▸ INSTRUCTIONS TO FOLLOW:
Type out the entries again, keeping every word unchanged.

-- DATA PROVIDED follows --

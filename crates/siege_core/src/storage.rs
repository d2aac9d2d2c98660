//! Id-keyed entity storage.
//!
//! Ids are handed out monotonically and never reused within a storage's
//! lifetime, so iteration in ascending id order is insertion order.

use std::collections::HashMap;

use serde::{Deserialize, Serialize};

use crate::components::EntityId;

/// Storage for one kind of entity.
///
/// Uses a `HashMap` for O(1) entity lookup by ID, with deterministic
/// iteration via sorted keys when processing systems.
#[derive(Debug, Clone, PartialEq, Eq, Serialize, Deserialize)]
pub struct EntityStorage<T> {
    /// Map of entity ID to entity data.
    entities: HashMap<EntityId, T>,
    /// Next entity ID to assign.
    next_id: EntityId,
}

impl<T> EntityStorage<T> {
    /// Create empty entity storage.
    #[must_use]
    pub fn new() -> Self {
        Self {
            entities: HashMap::new(),
            next_id: 1,
        }
    }

    /// Insert a new entity and return its ID.
    pub fn insert(&mut self, entity: T) -> EntityId {
        let id = self.next_id;
        self.next_id += 1;
        self.entities.insert(id, entity);
        id
    }

    /// Remove an entity by ID.
    pub fn remove(&mut self, id: EntityId) -> Option<T> {
        self.entities.remove(&id)
    }

    /// Get an entity by ID.
    #[must_use]
    pub fn get(&self, id: EntityId) -> Option<&T> {
        self.entities.get(&id)
    }

    /// Get a mutable reference to an entity by ID.
    pub fn get_mut(&mut self, id: EntityId) -> Option<&mut T> {
        self.entities.get_mut(&id)
    }

    /// Check if an entity exists.
    #[must_use]
    pub fn contains(&self, id: EntityId) -> bool {
        self.entities.contains_key(&id)
    }

    /// Get the number of entities.
    #[must_use]
    pub fn len(&self) -> usize {
        self.entities.len()
    }

    /// Check if storage is empty.
    #[must_use]
    pub fn is_empty(&self) -> bool {
        self.entities.is_empty()
    }

    /// Get sorted entity IDs for deterministic iteration.
    #[must_use]
    pub fn sorted_ids(&self) -> Vec<EntityId> {
        let mut ids: Vec<_> = self.entities.keys().copied().collect();
        ids.sort_unstable();
        ids
    }

    /// Iterate over entities in ascending id order.
    pub fn iter_sorted(&self) -> impl Iterator<Item = (EntityId, &T)> + '_ {
        self.sorted_ids()
            .into_iter()
            .filter_map(move |id| self.entities.get(&id).map(|entity| (id, entity)))
    }

    /// Iterate over all entities (not in deterministic order).
    pub fn iter(&self) -> impl Iterator<Item = (&EntityId, &T)> {
        self.entities.iter()
    }

    /// Remove every entity matching `dead`, returning removed ids in order.
    pub fn remove_where(&mut self, mut dead: impl FnMut(&T) -> bool) -> Vec<EntityId> {
        let mut removed: Vec<EntityId> = self
            .entities
            .iter()
            .filter(|(_, entity)| dead(entity))
            .map(|(id, _)| *id)
            .collect();
        removed.sort_unstable();
        for id in &removed {
            self.entities.remove(id);
        }
        removed
    }
}

impl<T> Default for EntityStorage<T> {
    fn default() -> Self {
        Self::new()
    }
}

-- DATA PROVIDED concluded --

▸ EXERCISE OUTPUT:
filename crates/siege_core/src/storage.rs
repository d2aac9d2d2c98660
//! Id-keyed entity storage.
//!
//! Ids are handed out monotonically and never reused within a storage's
//! lifetime, so iteration in ascending id order is insertion order.

use std::collections::HashMap;

use serde::{Deserialize, Serialize};

use crate::components::EntityId;

/// Storage for one kind of entity.
///
/// Uses a `HashMap` for O(1) entity lookup by ID, with deterministic
/// iteration via sorted keys when processing systems.
#[derive(Debug, Clone, PartialEq, Eq, Serialize, Deserialize)]
pub struct EntityStorage<T> {
    /// Map of entity ID to entity data.
    entities: HashMap<EntityId, T>,
    /// Next entity ID to assign.
    next_id: EntityId,
}

impl<T> EntityStorage<T> {
    /// Create empty entity storage.
    #[must_use]
    pub fn new() -> Self {
        Self {
            entities: HashMap::new(),
            next_id: 1,
        }
    }

    /// Insert a new entity and return its ID.
    pub fn insert(&mut self, entity: T) -> EntityId {
        let id = self.next_id;
        self.next_id += 1;
        self.entities.insert(id, entity);
        id
    }

    /// Remove an entity by ID.
    pub fn remove(&mut self, id: EntityId) -> Option<T> {
        self.entities.remove(&id)
    }

    /// Get an entity by ID.
    #[must_use]
    pub fn get(&self, id: EntityId) -> Option<&T> {
        self.entities.get(&id)
    }

    /// Get a mutable reference to an entity by ID.
    pub fn get_mut(&mut self, id: EntityId) -> Option<&mut T> {
        self.entities.get_mut(&id)
    }

    /// Check if an entity exists.
    #[must_use]
    pub fn contains(&self, id: EntityId) -> bool {
        self.entities.contains_key(&id)
    }

    /// Get the number of entities.
    #[must_use]
    pub fn len(&self) -> usize {
        self.entities.len()
    }

    /// Check if storage is empty.
    #[must_use]
    pub fn is_empty(&self) -> bool {
        self.entities.is_empty()
    }

    /// Get sorted entity IDs for deterministic iteration.
    #[must_use]
    pub fn sorted_ids(&self) -> Vec<EntityId> {
        let mut ids: Vec<_> = self.entities.keys().copied().collect();
        ids.sort_unstable();
        ids
    }

    /// Iterate over entities in ascending id order.
    pub fn iter_sorted(&self) -> impl Iterator<Item = (EntityId, &T)> + '_ {
        self.sorted_ids()
            .into_iter()
            .filter_map(move |id| self.entities.get(&id).map(|entity| (id, entity)))
    }

    /// Iterate over all entities (not in deterministic order).
    pub fn iter(&self) -> impl Iterator<Item = (&EntityId, &T)> {
        self.entities.iter()
    }

    /// Remove every entity matching `dead`, returning removed ids in order.
    pub fn remove_where(&mut self, mut dead: impl FnMut(&T) -> bool) -> Vec<EntityId> {
        let mut removed: Vec<EntityId> = self
            .entities
            .iter()
            .filter(|(_, entity)| dead(entity))
            .map(|(id, _)| *id)
            .collect();
        removed.sort_unstable();
        for id in &removed {
            self.entities.remove(id);
        }
        removed
    }
}

impl<T> Default for EntityStorage<T> {
    fn default() -> Self {
        Self::new()
    }
}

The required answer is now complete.